Comparison of Markov chains via weak Poincar\'e inequalities with application to pseudo-marginal MCMC

TL;DR

This paper uses weak Poincaré inequalities to derive subgeometric convergence bounds for Markov chains, providing new insights into pseudo-marginal MCMC methods and simplifying analysis compared to traditional approaches.

Contribution

It introduces novel comparison theorems for Markov chains using weak Poincaré inequalities, extending and simplifying convergence analysis for pseudo-marginal algorithms.

Findings

Derived subgeometric convergence bounds for pseudo-marginal methods.

Provided new insights into the effect of averaging in ABC.

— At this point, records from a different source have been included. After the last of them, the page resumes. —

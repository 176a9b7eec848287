//! Test runner that executes groups in prerequisite order

use chrono::{DateTime, Utc};
use serde::{Deserialize, Serialize};
use std::collections::{HashMap, HashSet};
use std::path::{Path, PathBuf};
use std::time::Instant;
use tracing::{debug, error, info, warn};

use apitest_common::{Environment, EnvironmentConfig};

use crate::case::Suite;
use crate::error::{ContractError, ContractResult};
use crate::graph::CaseGraph;
use crate::spec::RequestSpec;

/// Outcome of a single case
#[derive(Debug, Clone, Copy, PartialEq, Eq, Serialize, Deserialize)]
#[serde(rename_all = "snake_case")]
pub enum Outcome {
    Passed,
    Failed,
    Skipped,
}

impl std::fmt::Display for Outcome {
    fn fmt(&self, f: &mut std::fmt::Formatter<'_>) -> std::fmt::Result {
        match self {
            Outcome::Passed => write!(f, "passed"),
            Outcome::Failed => write!(f, "failed"),
            Outcome::Skipped => write!(f, "skipped"),
        }
    }
}

/// Result of running a single case
#[derive(Debug, Clone, Serialize, Deserialize)]
pub struct TestResult {
    pub name: String,
    pub outcome: Outcome,
    pub duration_ms: u64,
    /// Failure message, or the skip reason
    pub error: Option<String>,
}

/// Result of running one group
#[derive(Debug, Clone, Serialize, Deserialize)]
pub struct SuiteResult {
    pub suite: String,
    pub total: usize,
    pub passed: usize,
    pub failed: usize,
    pub skipped: usize,
    pub duration_ms: u64,
    pub results: Vec<TestResult>,
}

impl SuiteResult {
    pub fn get(&self, name: &str) -> Option<&TestResult> {
        self.results.iter().find(|r| r.name == name)
    }

    pub fn outcome(&self, name: &str) -> Option<Outcome> {
        self.get(name).map(|r| r.outcome)
    }
}

/// Result of a whole run
#[derive(Debug, Clone, Serialize, Deserialize)]
pub struct RunReport {
    pub environment: Environment,
    pub base_uri: String,
    pub started_at: DateTime<Utc>,
    pub duration_ms: u64,
    pub suites: Vec<SuiteResult>,
}

impl RunReport {
    /// True when no executed case failed; skipped cases do not count
    pub fn success(&self) -> bool {
        self.failed() == 0
    }

    pub fn passed(&self) -> usize {
        self.suites.iter().map(|s| s.passed).sum()
    }

    pub fn failed(&self) -> usize {
        self.suites.iter().map(|s| s.failed).sum()
    }

    pub fn skipped(&self) -> usize {
        self.suites.iter().map(|s| s.skipped).sum()
    }
}

/// Contract test runner
#[derive(Debug)]
pub struct TestRunner {
    config: EnvironmentConfig,

    /// Output directory for results
    output_dir: PathBuf,
}

impl TestRunner {
    pub fn new(config: EnvironmentConfig) -> Self {
        Self {
            config,
            output_dir: PathBuf::from("test-results"),
        }
    }

    pub fn with_output_dir(mut self, dir: impl Into<PathBuf>) -> Self {
        self.output_dir = dir.into();
        self
    }

    pub fn config(&self) -> &EnvironmentConfig {
        &self.config
    }

    /// Run every case of every group
    pub async fn run_all(&self, suites: &[Suite]) -> ContractResult<RunReport> {
        self.run_report(suites, None).await
    }

    /// Run one case by name, plus its prerequisites, from whichever group
    /// declares it
    pub async fn run_named(&self, suites: &[Suite], name: &str) -> ContractResult<RunReport> {
        let suite = suite_for_case(suites, name)?;
        self.run_report(std::slice::from_ref(suite), Some(name)).await
    }

    async fn run_report(&self, suites: &[Suite], only: Option<&str>) -> ContractResult<RunReport> {
        let started_at = Utc::now();
        let start = Instant::now();

        info!("Test Execution Started");
        info!(
            "Environment: {} ({})",
            self.config.environment, self.config.base_uri
        );

        let mut results = Vec::with_capacity(suites.len());
        for suite in suites {
            results.push(self.run_selected(suite, only).await?);
        }

        let report = RunReport {
            environment: self.config.environment,
            base_uri: self.config.base_uri.clone(),
            started_at,
            duration_ms: start.elapsed().as_millis() as u64,
            suites: results,
        };

        info!(
            "Test Execution Completed: {} passed, {} failed, {} skipped ({} ms)",
            report.passed(),
            report.failed(),
            report.skipped(),
            report.duration_ms
        );
        Ok(report)
    }

    /// Run every case of one group
    pub async fn run_suite(&self, suite: &Suite) -> ContractResult<SuiteResult> {
        self.run_selected(suite, None).await
    }

    /// Run one case by name, together with the cases it depends on
    pub async fn run_case(&self, suite: &Suite, name: &str) -> ContractResult<SuiteResult> {
        self.run_selected(suite, Some(name)).await
    }

    async fn run_selected(&self, suite: &Suite, only: Option<&str>) -> ContractResult<SuiteResult> {
        let graph = CaseGraph::build(&suite.cases)?;
        let selected: Option<HashSet<usize>> = match only {
            Some(name) => Some(graph.with_ancestors(name)?),
            None => None,
        };

        // Each group gets its own spec built from the shared config
        let spec = RequestSpec::new(&self.config)?;

        let start = Instant::now();
        let mut outcomes: HashMap<usize, Outcome> = HashMap::new();
        let mut results = Vec::new();

        info!("Running suite '{}'...", suite.name);

        for idx in graph.execution_order() {
            if let Some(selected) = &selected {
                if !selected.contains(&idx) {
                    continue;
                }
            }

            let case = graph.case(idx);
            let blocked = graph
                .dependencies(idx)
                .find(|dep| outcomes.get(dep) != Some(&Outcome::Passed));

            let result = match blocked {
                Some(dep) => {
                    let prerequisite = graph.case(dep).name;
                    let state = outcomes.get(&dep).copied().unwrap_or(Outcome::Skipped);
                    warn!("- {} (skipped: prerequisite '{}' {})", case.name, prerequisite, state);
                    TestResult {
                        name: case.name.to_string(),
                        outcome: Outcome::Skipped,
                        duration_ms: 0,
                        error: Some(format!("prerequisite '{}' {}", prerequisite, state)),
                    }
                }
                None => {
                    debug!("Running case: {}", case.name);
                    let case_start = Instant::now();
                    let run = case.run(&spec).await;
                    let duration_ms = case_start.elapsed().as_millis() as u64;

                    match run {
                        Ok(()) => {
                            info!("✓ {} ({} ms)", case.name, duration_ms);
                            TestResult {
                                name: case.name.to_string(),
                                outcome: Outcome::Passed,
                                duration_ms,
                                error: None,
                            }
                        }
                        Err(e) => {
                            error!("✗ {} - {}", case.name, e);
                            TestResult {
                                name: case.name.to_string(),
                                outcome: Outcome::Failed,
                                duration_ms,
                                error: Some(e.to_string()),
                            }
                        }
                    }
                }
            };

            outcomes.insert(idx, result.outcome);
            results.push(result);
        }

        let count = |o: Outcome| results.iter().filter(|r| r.outcome == o).count();
        let (passed, failed, skipped) = (
            count(Outcome::Passed),
            count(Outcome::Failed),
            count(Outcome::Skipped),
        );
        let summary = SuiteResult {
            suite: suite.name.to_string(),
            total: results.len(),
            passed,
            failed,
            skipped,
            duration_ms: start.elapsed().as_millis() as u64,
            results,
        };

        info!(
            "Suite '{}': {} passed, {} failed, {} skipped ({} ms)",
            summary.suite, summary.passed, summary.failed, summary.skipped, summary.duration_ms
        );
        Ok(summary)
    }

    /// Write the run report to `test-results.json` in the output directory
    pub fn write_results(&self, report: &RunReport) -> ContractResult<PathBuf> {
        write_report(&self.output_dir, report)
    }
}

fn write_report(dir: &Path, report: &RunReport) -> ContractResult<PathBuf> {
    std::fs::create_dir_all(dir)?;

    let path = dir.join("test-results.json");
    let json = serde_json::to_string_pretty(report)?;
    std::fs::write(&path, json)?;

    info!("Results written to: {}", path.display());
    Ok(path)
}

/// Find the single group that declares `name`
pub fn suite_for_case<'a>(suites: &'a [Suite], name: &str) -> ContractResult<&'a Suite> {
    suites
        .iter()
        .find(|s| s.contains(name))
        .ok_or_else(|| ContractError::CaseNotFound(name.to_string()))
}
//! Test cases and the groups that own them

use futures::future::BoxFuture;
use std::fmt;

use crate::error::ContractResult;
use crate::spec::RequestSpec;

/// Body of a test case: one request (occasionally a short sequence) plus
/// its assertions, run against the group's request spec.
pub type CaseFn = for<'a> fn(&'a RequestSpec) -> BoxFuture<'a, ContractResult<()>>;

/// A named, dependency-gated test case
#[derive(Clone)]
pub struct TestCase {
    pub name: &'static str,
    /// Cases that must pass before this one runs
    pub prerequisites: Vec<&'static str>,
    run: CaseFn,
}

impl TestCase {
    pub fn new(name: &'static str, run: CaseFn) -> Self {
        Self {
            name,
            prerequisites: Vec::new(),
            run,
        }
    }

    /// Gate this case on another case in the same group
    pub fn depends_on(mut self, prerequisite: &'static str) -> Self {
        self.prerequisites.push(prerequisite);
        self
    }

    pub async fn run(&self, spec: &RequestSpec) -> ContractResult<()> {
        (self.run)(spec).await
    }
}

impl fmt::Debug for TestCase {
    fn fmt(&self, f: &mut fmt::Formatter<'_>) -> fmt::Result {
        f.debug_struct("TestCase")
            .field("name", &self.name)
            .field("prerequisites", &self.prerequisites)
            .finish()
    }
}

/// An ordered group of cases against one resource
#[derive(Debug, Clone)]
pub struct Suite {
    pub name: &'static str,
    pub cases: Vec<TestCase>,
}

impl Suite {
    pub fn new(name: &'static str, cases: Vec<TestCase>) -> Self {
        Self { name, cases }
    }

    pub fn contains(&self, case: &str) -> bool {
        self.cases.iter().any(|c| c.name == case)
    }
}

Analyzed lognormal weights in PMMH.

Abstract

We investigate the use of a certain class of functional inequalities known as weak Poincar\'e inequalities to bound convergence of Markov chains to equilibrium. We show that this enables the straightforward and transparent derivation of subgeometric convergence bounds for methods such as the Independent Metropolis--Hastings sampler and pseudo-marginal methods for intractable likelihoods, the latter being subgeometric in many practical settings. These results rely on novel quantitative comparison theorems between Markov chains. Associated proofs are simpler than those relying on drift/minorization conditions and the tools developed allow us to recover and further extend known results as particular cases. We are then able to provide new insights into the practical use of pseudo-marginal algorithms, analyse the effect of averaging in Approximate Bayesian Computation (ABC) and the use of products of independent averages, and also to study the case of lognormal weights relevant to particle marginal Metropolis--Hastings (PMMH).